---
title: "Streaming with Async Generators: Building Real-Time AI Response Pipelines"
description: "Build real-time streaming AI pipelines using Python async generators. Learn yield patterns, consumer chains, and backpressure for delivering LLM tokens to users instantly."
canonical: https://callsphere.ai/blog/streaming-async-generators-real-time-ai-response-pipelines
category: "Learn Agentic AI"
tags: ["Python", "Streaming", "Async Generators", "Real-Time", "AI Agents"]
author: "CallSphere Team"
published: 2026-03-17T00:00:00.000Z
updated: 2026-06-06T04:20:56.125Z
---

# Streaming with Async Generators: Building Real-Time AI Response Pipelines

> Build real-time streaming AI pipelines using Python async generators. Learn yield patterns, consumer chains, and backpressure for delivering LLM tokens to users instantly.

## Why Streaming Matters for AI Agents

Users perceive LLM responses as faster when tokens arrive incrementally. A 3-second response that streams token-by-token from 200ms feels instant.

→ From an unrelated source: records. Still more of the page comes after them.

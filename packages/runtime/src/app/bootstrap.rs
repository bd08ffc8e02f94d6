//! Bootstrap: everything between building the app and running its
//! transports. Stages run strictly in order and the first failure aborts.

use std::sync::Arc;

use keel_core::{Attribute, ErrorApi, LoggerApi, ServiceKind};
use parking_lot::Mutex;

use super::{App, AppState};
use crate::api::ApiSet;
use crate::behavior::LoggerExtractor;
use crate::client::ClientConnection;
use crate::error::{AbortError, ClientError};
use crate::fields;
use crate::handler::{Roles, ServiceApi, ServiceHandler};
use crate::plugin::feature::LOGGER_EXTRACTOR_FEATURE_NAME;
use crate::plugin::{CanBeInitializedOptions, FeatureSet, ServiceOptions};

pub(crate) const DEFINITIONS_ERROR: &str = "service definitions error";
pub(crate) const FEATURES_ERROR: &str = "could not initialize features";
pub(crate) const SERVICES_ERROR: &str = "could not initialize internal services";
pub(crate) const CLIENTS_ERROR: &str = "could not establish connection with clients";
pub(crate) const LIFECYCLE_ERROR: &str = "failed while running lifecycle on_start";
pub(crate) const VALIDATION_ERROR: &str = "service server object is not properly initialized";

/// The service object behind `service`, which bootstrap fills in place.
fn exclusive<'a, S>(service: &'a mut Arc<S>, stage: &str) -> Result<&'a mut S, AbortError> {
    Arc::get_mut(service)
        .ok_or_else(|| AbortError::new(stage, anyhow::anyhow!("service object is shared during bootstrap")))
}

/// What lifecycle hooks see of the app.
struct Hooks<'a> {
    features: &'a FeatureSet,
    errors: &'a dyn ErrorApi,
    logger: &'a dyn LoggerApi,
    aborted: Mutex<Option<AbortError>>,
}

impl ServiceApi for Hooks<'_> {
    fn features(&self) -> &FeatureSet {
        self.features
    }

    fn errors(&self) -> &dyn ErrorApi {
        self.errors
    }

    fn logger(&self) -> &dyn LoggerApi {
        self.logger
    }

    fn abort(&self, message: &str, err: anyhow::Error) {
        let mut aborted = self.aborted.lock();
        if aborted.is_none() {
            *aborted = Some(AbortError::new(message, err));
        }
    }
}

impl App {
    /// Runs every bootstrap stage against `service`.
    ///
    /// `service` must not be shared yet: its fields are filled in place.
    /// Features already initialized are not cleaned up when a later stage
    /// fails.
    ///
    /// # Errors
    ///
    /// Returns an [`AbortError`] carrying the message of the failed stage.
    /// The error is not logged here.
    pub async fn bootstrap<S: ServiceHandler>(&mut self, service: &mut Arc<S>) -> Result<(), AbortError> {
        self.state
            .transition(AppState::Bootstrapping)
            .map_err(|e| AbortError::new(DEFINITIONS_ERROR, e))?;
        self.logger.info("starting service", &self.service_attributes());

        self.load_definitions(exclusive(service, DEFINITIONS_ERROR)?)?;

        let can = CanBeInitializedOptions {
            deployment_env: self.context.deployment,
            definitions: &self.definitions,
        };
        self.features
            .initialize_all(&can, self.initialize_options())
            .await
            .map_err(|e| AbortError::new(FEATURES_ERROR, e))?;

        self.features
            .start_all(&**service)
            .await
            .map_err(|e| AbortError::new(FEATURES_ERROR, e))?;

        fields::inject_features(
            self.definitions.service_name(),
            &mut exclusive(service, FEATURES_ERROR)?.fields(),
            &self.features,
            self.errors.as_ref(),
        )
        .map_err(|e| AbortError::new(FEATURES_ERROR, e))?;

        if let Some(extractor) = self
            .features
            .framework_api::<dyn LoggerExtractor>(LOGGER_EXTRACTOR_FEATURE_NAME)
        {
            self.logger.set_extractor(extractor);
        }

        self.initialize_services(Roles::exposed_by(service)).await?;

        let test_mode = self.envs.is_test();
        if !test_mode {
            self.couple_clients(exclusive(service, CLIENTS_ERROR)?)
                .await
                .map_err(|e| AbortError::new(CLIENTS_ERROR, e))?;
        }

        if !test_mode || self.definitions.tests.execute_lifecycle {
            self.run_on_start(exclusive(service, LIFECYCLE_ERROR)?).await?;
        }

        if !test_mode {
            fields::validate(
                self.definitions.service_name(),
                &exclusive(service, VALIDATION_ERROR)?.fields(),
            )
            .map_err(|e| AbortError::new(VALIDATION_ERROR, e))?;
        }

        self.logger.info("service resources", &self.features.fields());
        Ok(())
    }

    fn load_definitions<S: ServiceHandler>(&mut self, service: &mut S) -> Result<(), AbortError> {
        let mut definitions = (*self.definitions).clone();

        for feature in self.features.iter() {
            if let Some(settings) = feature.settings() {
                let entry = settings
                    .definitions(&definitions)
                    .map_err(|e| AbortError::new(DEFINITIONS_ERROR, e))?;
                definitions.add_external_feature_definitions(feature.entry().name(), entry);
            }
        }
        for transport in self.services.iter() {
            if let Some(settings) = transport.settings() {
                let entry = settings
                    .definitions(&definitions)
                    .map_err(|e| AbortError::new(DEFINITIONS_ERROR, e))?;
                definitions.add_external_service_definitions(transport.name(), entry);
            }
        }

        fields::load_definitions(&mut service.fields(), &definitions)?;
        definitions.validate()?;

        self.definitions = Arc::new(definitions);
        Ok(())
    }

    fn default_port(&self, kind: &ServiceKind) -> u16 {
        if *kind == ServiceKind::GRPC {
            self.envs.grpc_port()
        } else if *kind == ServiceKind::HTTP || *kind == ServiceKind::HTTP_SPEC {
            self.envs.http_port()
        } else {
            0
        }
    }

    async fn initialize_services(&mut self, roles: Roles) -> Result<(), AbortError> {
        for (kind, port) in self.definitions.service_types() {
            let transport = self
                .services
                .get(kind.as_str())
                .map_err(|e| AbortError::new(SERVICES_ERROR, e))?;

            let service = self.service_options.get(kind.as_str()).cloned().unwrap_or_else(|| {
                self.logger.debug(
                    "no service options given, using empty ones",
                    &[Attribute::string("service.kind", kind.as_str())],
                );
                ApiSet::new()
            });

            let options = ServiceOptions {
                port: port.unwrap_or_else(|| self.default_port(&kind)),
                service_name: self.definitions.service_name().to_string(),
                product: self.definitions.product.clone(),
                logger: Arc::clone(&self.logger) as Arc<dyn LoggerApi>,
                errors: Arc::clone(&self.errors) as Arc<dyn ErrorApi>,
                service_context: Arc::clone(&self.context),
                tags: self.context.tags(),
                service,
                roles: roles.clone(),
                definitions: Arc::clone(&self.definitions),
                features: Arc::clone(&self.features),
                env: Arc::clone(&self.envs) as Arc<dyn keel_core::EnvApi>,
                kind,
            };

            transport
                .initialize(options)
                .await
                .map_err(|e| AbortError::new(SERVICES_ERROR, e))?;
            self.active.push(transport);
        }
        Ok(())
    }

    async fn couple_clients<S: ServiceHandler>(&self, service: &mut S) -> Result<(), ClientError> {
        let bindings: Vec<(usize, String)> = service
            .fields()
            .iter()
            .enumerate()
            .filter_map(|(index, field)| {
                let tag = field.tag.as_ref().filter(|tag| tag.is_client_tag())?;
                tag.grpc_client.clone().map(|binding| (index, binding))
            })
            .collect();

        for (index, binding) in bindings {
            let descriptor = self
                .clients
                .get(&binding)
                .ok_or_else(|| ClientError::NotFound(binding.clone()))?;
            descriptor.validate(&binding)?;

            let connection =
                ClientConnection::resolve(descriptor.service_name(), &self.envs, &self.definitions);
            self.connector
                .connect(&connection)
                .await
                .map_err(|source| ClientError::Connection {
                    client: binding.clone(),
                    source,
                })?;

            let mut fields = service.fields();
            let Some(field) = fields.get_mut(index) else {
                continue;
            };
            let name = field.name;
            let slot = field
                .slot
                .as_client()
                .ok_or_else(|| ClientError::NotAClientField(name.to_string()))?;
            slot.bind(&binding, descriptor.as_ref(), connection)?;

            self.logger.debug(
                "client coupled",
                &[
                    Attribute::string("client.binding", binding.clone()),
                    Attribute::string("client.service", descriptor.service_name().to_string()),
                ],
            );
        }
        Ok(())
    }

    async fn run_on_start<S: ServiceHandler>(&self, service: &mut S) -> Result<(), AbortError> {
        let hooks = Hooks {
            features: &self.features,
            errors: self.errors.as_ref(),
            logger: self.logger.as_ref(),
            aborted: Mutex::new(None),
        };

        service
            .on_start(&hooks)
            .await
            .map_err(|e| AbortError::new(LIFECYCLE_ERROR, e))?;

        match hooks.aborted.into_inner() {
            Some(err) => Err(err),
            None => Ok(()),
        }
    }
}
//! Service definitions: the configuration snapshot decoded from
//! `service.toml`.
//!
//! A [`Definitions`] value is built once per run, extended with the settings
//! blocks of external features and transports, validated, and then shared
//! read-only with every feature and transport.

mod error;
mod types;
mod validate;

use std::any::Any;
use std::collections::{BTreeMap, HashMap};
use std::fmt;
use std::path::{Path, PathBuf};
use std::str::FromStr;
use std::sync::Arc;

use serde::de::DeserializeOwned;
use serde::{Deserialize, Serialize};

pub use error::DefinitionError;
pub use types::{
    ClientDefinitions, FeatureToggle, LogDefinitions, ServiceDeploy, ServiceKind, TestsDefinitions,
};
pub use validate::validate_version;

/// Languages a service may declare.
pub const SUPPORTED_LANGUAGES: &[&str] = &["rust"];

// ---------------------------------------------------------------------------
// External settings entries
// ---------------------------------------------------------------------------

/// Settings block owned by an external feature.
pub trait ExternalFeatureEntry: Any + fmt::Debug + Send + Sync {
    fn enabled(&self) -> bool;

    /// # Errors
    ///
    /// Returns an error describing the first invalid setting.
    fn validate(&self) -> anyhow::Result<()>;

    fn as_any(&self) -> &dyn Any;
}

/// Settings block owned by an external transport.
pub trait ExternalServiceEntry: Any + fmt::Debug + Send + Sync {
    fn name(&self) -> &str;

    /// # Errors
    ///
    /// Returns an error describing the first invalid setting.
    fn validate(&self) -> anyhow::Result<()>;

    fn as_any(&self) -> &dyn Any;
}

/// A type decoded from the `[service]` block.
pub trait CustomDefinitions: DeserializeOwned + Send + Sync + 'static {
    /// Checks the decoded values. The default accepts anything.
    ///
    /// # Errors
    ///
    /// Returns an error describing the first invalid setting.
    fn validate(&self) -> anyhow::Result<()> {
        Ok(())
    }
}

// ---------------------------------------------------------------------------
// Definitions
// ---------------------------------------------------------------------------

#[derive(Debug, Clone, Serialize, Deserialize)]
#[serde(default)]
pub struct Definitions {
    pub name: String,
    /// Transport kinds, each `kind` or `kind:port`.
    pub types: Vec<String>,
    pub version: String,
    pub language: Option<String>,
    pub product: String,
    /// Environment variables that must be set when the service starts.
    pub envs: Vec<String>,
    /// Raw `[features.<name>]` blocks.
    pub features: toml::Table,
    pub log: LogDefinitions,
    pub tests: TestsDefinitions,
    /// Service-specific `[service]` block.
    pub service: toml::Table,
    pub clients: BTreeMap<String, ClientDefinitions>,
    /// Raw `[services.<kind>]` blocks.
    pub services: BTreeMap<String, toml::Table>,

    #[serde(skip)]
    path: Option<PathBuf>,
    #[serde(skip)]
    supported_kinds: Vec<ServiceKind>,
    #[serde(skip)]
    external_features: HashMap<String, Arc<dyn ExternalFeatureEntry>>,
    #[serde(skip)]
    external_services: HashMap<String, Arc<dyn ExternalServiceEntry>>,
}

impl Default for Definitions {
    fn default() -> Self {
        Self {
            name: String::new(),
            types: Vec::new(),
            version: String::new(),
            language: None,
            product: String::new(),
            envs: Vec::new(),
            features: toml::Table::new(),
            log: LogDefinitions::default(),
            tests: TestsDefinitions::default(),
            service: toml::Table::new(),
            clients: BTreeMap::new(),
            services: BTreeMap::new(),
            path: None,
            supported_kinds: ServiceKind::builtin(),
            external_features: HashMap::new(),
            external_services: HashMap::new(),
        }
    }
}

impl FromStr for Definitions {
    type Err = DefinitionError;

    fn from_str(s: &str) -> Result<Self, Self::Err> {
        let mut defs: Self = toml::from_str(s)?;
        defs.supported_kinds = ServiceKind::builtin();
        Ok(defs)
    }
}

impl Definitions {
    /// Reads and decodes a definitions file. The result is not validated.
    ///
    /// # Errors
    ///
    /// Returns [`DefinitionError::Read`] if the file cannot be read and
    /// [`DefinitionError::Parse`] if it is not valid TOML for this schema.
    pub fn from_file(path: impl AsRef<Path>) -> Result<Self, DefinitionError> {
        let path = path.as_ref();
        let content = std::fs::read_to_string(path).map_err(|source| DefinitionError::Read {
            path: path.to_path_buf(),
            source,
        })?;

        let mut defs: Self = content.parse()?;
        defs.path = Some(path.to_path_buf());
        Ok(defs)
    }

    /// File the definitions were read from, if any.
    #[must_use]
    pub fn path(&self) -> Option<&Path> {
        self.path.as_deref()
    }

    #[must_use]
    pub fn service_name(&self) -> &str {
        &self.name
    }

    /// Declared transport kinds with their optional port override, in
    /// declaration order.
    #[must_use]
    pub fn service_types(&self) -> Vec<(ServiceKind, Option<u16>)> {
        self.types
            .iter()
            .map(|entry| {
                let (kind, port) = split_kind_and_port(entry);
                (ServiceKind::from(kind), port.and_then(|p| p.parse().ok()))
            })
            .collect()
    }

    #[must_use]
    pub fn is_service_type(&self, kind: &ServiceKind) -> bool {
        self.service_types().iter().any(|(k, _)| k == kind)
    }

    #[must_use]
    pub fn service_types_as_string(&self) -> String {
        self.service_types()
            .iter()
            .map(|(k, _)| k.as_str())
            .collect::<Vec<_>>()
            .join(",")
    }

    /// Accepts `kind` in the `types` list from now on.
    pub fn add_supported_service_type(&mut self, kind: ServiceKind) {
        if !self.supported_kinds.contains(&kind) {
            self.supported_kinds.push(kind);
        }
    }

    #[must_use]
    pub fn supported_service_types(&self) -> &[ServiceKind] {
        &self.supported_kinds
    }

    pub fn add_external_feature_definitions(&mut self, name: impl Into<String>, entry: Arc<dyn ExternalFeatureEntry>) {
        self.external_features.insert(name.into(), entry);
    }

    /// # Errors
    ///
    /// Returns [`DefinitionError::FeatureNotFound`] if no feature registered
    /// settings under `name`.
    pub fn external_feature_definitions(&self, name: &str) -> Result<Arc<dyn ExternalFeatureEntry>, DefinitionError> {
        self.external_features
            .get(name)
            .cloned()
            .ok_or_else(|| DefinitionError::FeatureNotFound(name.to_string()))
    }

    pub fn add_external_service_definitions(&mut self, name: impl Into<String>, entry: Arc<dyn ExternalServiceEntry>) {
        self.external_services.insert(name.into(), entry);
    }

    /// # Errors
    ///
    /// Returns [`DefinitionError::ServiceNotFound`] if no transport
    /// registered settings under `name`.
    pub fn external_service_definitions(&self, name: &str) -> Result<Arc<dyn ExternalServiceEntry>, DefinitionError> {
        self.external_services
            .get(name)
            .cloned()
            .ok_or_else(|| DefinitionError::ServiceNotFound(name.to_string()))
    }

    /// Raw `[features.<name>]` block.
    #[must_use]
    pub fn feature_block(&self, name: &str) -> Option<&toml::Table> {
        self.features.get(name).and_then(toml::Value::as_table)
    }

    /// Decodes a `[features.<name>]` block into `T`, or `T::default()` when
    /// the block is absent.
    ///
    /// # Errors
    ///
    /// Returns [`DefinitionError::Parse`] if the block does not match `T`.
    pub fn decode_feature_block<T: DeserializeOwned + Default>(&self, name: &str) -> Result<T, DefinitionError> {
        match self.feature_block(name) {
            Some(block) => Ok(toml::Value::Table(block.clone()).try_into()?),
            None => Ok(T::default()),
        }
    }

    /// Whether `[features.<name>] enabled = true` is set.
    #[must_use]
    pub fn is_feature_enabled(&self, name: &str) -> bool {
        self.decode_feature_block::<FeatureToggle>(name)
            .is_ok_and(|toggle| toggle.enabled)
    }

    /// Raw `[services.<kind>]` block.
    #[must_use]
    pub fn service_block(&self, kind: &ServiceKind) -> Option<&toml::Table> {
        self.services.get(kind.as_str())
    }

    /// Decodes the `[service]` block into `T` and runs its validation.
    ///
    /// # Errors
    ///
    /// Returns [`DefinitionError::Parse`] if the block does not match `T` and
    /// [`DefinitionError::Custom`] if `T::validate` rejects it.
    pub fn load_custom_definitions<T: CustomDefinitions>(&self) -> Result<T, DefinitionError> {
        let value: T = toml::Value::Table(self.service.clone()).try_into()?;
        value.validate().map_err(DefinitionError::Custom)?;
        Ok(value)
    }

    /// `true` when `[tests] discard_log_messages` is unset or true.
    #[must_use]
    pub fn discard_test_log_messages(&self) -> bool {
        self.tests.discard_log_messages.unwrap_or(true)
    }
}

fn split_kind_and_port(entry: &str) -> (&str, Option<&str>) {
    match entry.split_once(':') {
        Some((kind, port)) => (kind, Some(port)),
        None => (entry, None),
    }
}

#[cfg(test)]
mod tests {
    use std::io::Write;

    use super::*;

    const SAMPLE: &str = r#"
        name = "orders"
        types = ["http:9000", "worker"]
        version = "v1.2.0"
        product = "shop"
        envs = ["DATABASE_URL"]

        [features.tracker]
        enabled = true

        [log]
        level = "debug"
        attributes = { team = "checkout" }

        [tests]
        execute_lifecycle = true

        [service]
        batch_size = 25

        [clients.billing]
        host = "localhost"
        port = 7171

        [services.http]
        base_path = "/orders"
    "#;

    #[test]
    fn parses_all_blocks() {
        let defs: Definitions = SAMPLE.parse().unwrap();

        assert_eq!(defs.service_name(), "orders");
        assert_eq!(
            defs.service_types(),
            vec![(ServiceKind::HTTP, Some(9000)), (ServiceKind::WORKER, None)]
        );
        assert_eq!(defs.service_types_as_string(), "http,worker");
        assert!(defs.is_service_type(&ServiceKind::WORKER));
        assert!(!defs.is_service_type(&ServiceKind::GRPC));
        assert_eq!(defs.log.level.as_deref(), Some("debug"));
        assert_eq!(defs.log.attributes["team"], "checkout");
        assert!(defs.tests.execute_lifecycle);
        assert!(defs.discard_test_log_messages());
        assert_eq!(defs.clients["billing"].port, Some(7171));
        assert!(defs.service_block(&ServiceKind::HTTP).is_some());
        assert!(defs.is_feature_enabled("tracker"));
        assert!(!defs.is_feature_enabled("auth"));
    }

    #[derive(Debug, Deserialize)]
    struct Custom {
        batch_size: u32,
    }

    impl CustomDefinitions for Custom {
        fn validate(&self) -> anyhow::Result<()> {
            anyhow::ensure!(self.batch_size > 0, "batch_size must be positive");
            Ok(())
        }
    }

    #[test]
    fn loads_custom_service_block() {
        let defs: Definitions = SAMPLE.parse().unwrap();
        let custom: Custom = defs.load_custom_definitions().unwrap();
        assert_eq!(custom.batch_size, 25);

        let defs: Definitions = SAMPLE.replace("batch_size = 25", "batch_size = 0").parse().unwrap();
        let err = defs.load_custom_definitions::<Custom>().unwrap_err();
        assert!(matches!(err, DefinitionError::Custom(_)));
    }

    #[derive(Debug)]
    struct Settings;

    impl ExternalFeatureEntry for Settings {
        fn enabled(&self) -> bool {
            true
        }

        fn validate(&self) -> anyhow::Result<()> {
            Ok(())
        }

        fn as_any(&self) -> &dyn Any {
            self
        }
    }

    #[test]
    fn external_feature_lookup() {
        let mut defs = Definitions::default();
        assert!(matches!(
            defs.external_feature_definitions("auth"),
            Err(DefinitionError::FeatureNotFound(name)) if name == "auth"
        ));

        defs.add_external_feature_definitions("auth", Arc::new(Settings));
        let entry = defs.external_feature_definitions("auth").unwrap();
        assert!(entry.as_any().is::<Settings>());
    }

    #[test]
    fn reads_from_file() {
        let mut file = tempfile::NamedTempFile::new().unwrap();
        file.write_all(SAMPLE.as_bytes()).unwrap();

        let defs = Definitions::from_file(file.path()).unwrap();
        assert_eq!(defs.path(), Some(file.path()));
        assert_eq!(defs.supported_service_types().len(), ServiceKind::builtin().len());
    }

    #[test]
    fn missing_file_is_a_read_error() {
        let err = Definitions::from_file("/nonexistent/service.toml").unwrap_err();
        assert!(matches!(err, DefinitionError::Read { .. }));
    }
}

The same response delivered as a single block after 3 seconds feels slow. Streaming also enables real-time processing pipelines where downstream steps begin working before the LLM finishes generating.

Python async generators provide a natural abstraction for streaming data through processing stages. Each stage yields results as they become available, creating a pipeline where data flows continuously rather than in batch.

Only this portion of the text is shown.